The filter expressions more or less follow the GATK hard filtering recommendations but are split to treat SNPs and indels with different thresholds within each filter expression, as well as keeping different quality tags separate to make downstream filtering easier.


Quality control and statistics

There are a number of statistics generated by snpArcher at various points of the workflow, as well as a QC workflow that is implemented after the final VCF is produced. This QC workflow produces an interactive dashboard for the user, but we have separated some of the QC out by the type/purpose, rather than separating each rule.

This bcftools query pulls the designated fields in a tab-separated format that can be easily read into R (or other software) for interrogation.

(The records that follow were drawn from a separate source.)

//! Command handlers.

pub mod logs;
pub mod servers;
pub mod session;
pub mod util;

use rackview_core::DashboardController;

use crate::cli::{Command, GlobalOpts};
use crate::error::CliError;

/// Route a parsed command to its handler.
pub async fn dispatch(
    command: Command,
    controller: &mut DashboardController,
    global: &GlobalOpts,
) -> Result<(), CliError> {
    match command {
        Command::Login(args) => session::login(args, controller, global).await,
        Command::Logout => session::logout(controller, global),
        Command::Whoami => session::whoami(controller, global),
        Command::Servers(args) => servers::handle(args, controller, global).await,
        Command::Logs => logs::handle(controller, global).await,
    }
}
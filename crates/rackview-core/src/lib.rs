//! Core logic for the rackview inventory dashboard.
//!
//! This crate owns everything between the HTTP client and the
//! presentation layer:
//!
//! - [`DashboardController`] — session lifecycle state machine and
//!   owner of the server/log snapshots.
//! - [`SessionStore`] — durable session persistence, with a
//!   file-backed production implementation and an in-memory fake.
//! - [`policy`] — pure role to permission-set mapping.
//! - [`view`] — pure projection of snapshots into display-ready view
//!   models.
//! - [`model`] — canonical domain types; wire payloads convert into
//!   these at the crate boundary.
//!
//! Presentation layers hold a controller, drive its operations, and
//! render [`view::DashboardView`]. They never talk to the backend or
//! inspect roles directly.

pub mod controller;
pub mod convert;
pub mod error;
pub mod model;
pub mod policy;
pub mod session_store;
pub mod view;

pub use controller::{Confirmation, DashboardController, ServerDraft, SessionState};
pub use error::CoreError;
pub use model::{AuditLogEntry, Environment, Role, ServerRecord, ServerType, Session};
pub use policy::{permissions_for, PermissionSet};
pub use session_store::{FileSessionStore, MemorySessionStore, SessionStore, StoreError};
pub use view::{DashboardView, LogRow, RowAction, ServerRow, Tone};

bcftools query -f '%CHROM\t%POS\t%ID\t%INFO/AF\t%QUAL\t%INFO/ReadPosRankSum\t%INFO/FS\t%INFO/SOR\t%INFO/MQ\t%INFO/MQRankSum\n' {input.vcf} > {output}


This set of commands will output statistics based on the VCF

vcftools --gzvcf {input.vcf} --FILTER-summary --out {output.prefix}
vcftools --gzvcf {input.vcf} --depth --out {output.prefix}
vcftools --gzvcf {input.vcf} --missing-indv --out {output.prefix}

Where
--gzvcf is the input VCF, gzipped (use --vcf if working with an uncompressed VCF)
--FILTER-summary --depth --missing-indv generates a file reporting the missingness per indivdual
`--out assigns a prefix to each output e.g., the filter summary output would be titled “prefix.FILTER.summary”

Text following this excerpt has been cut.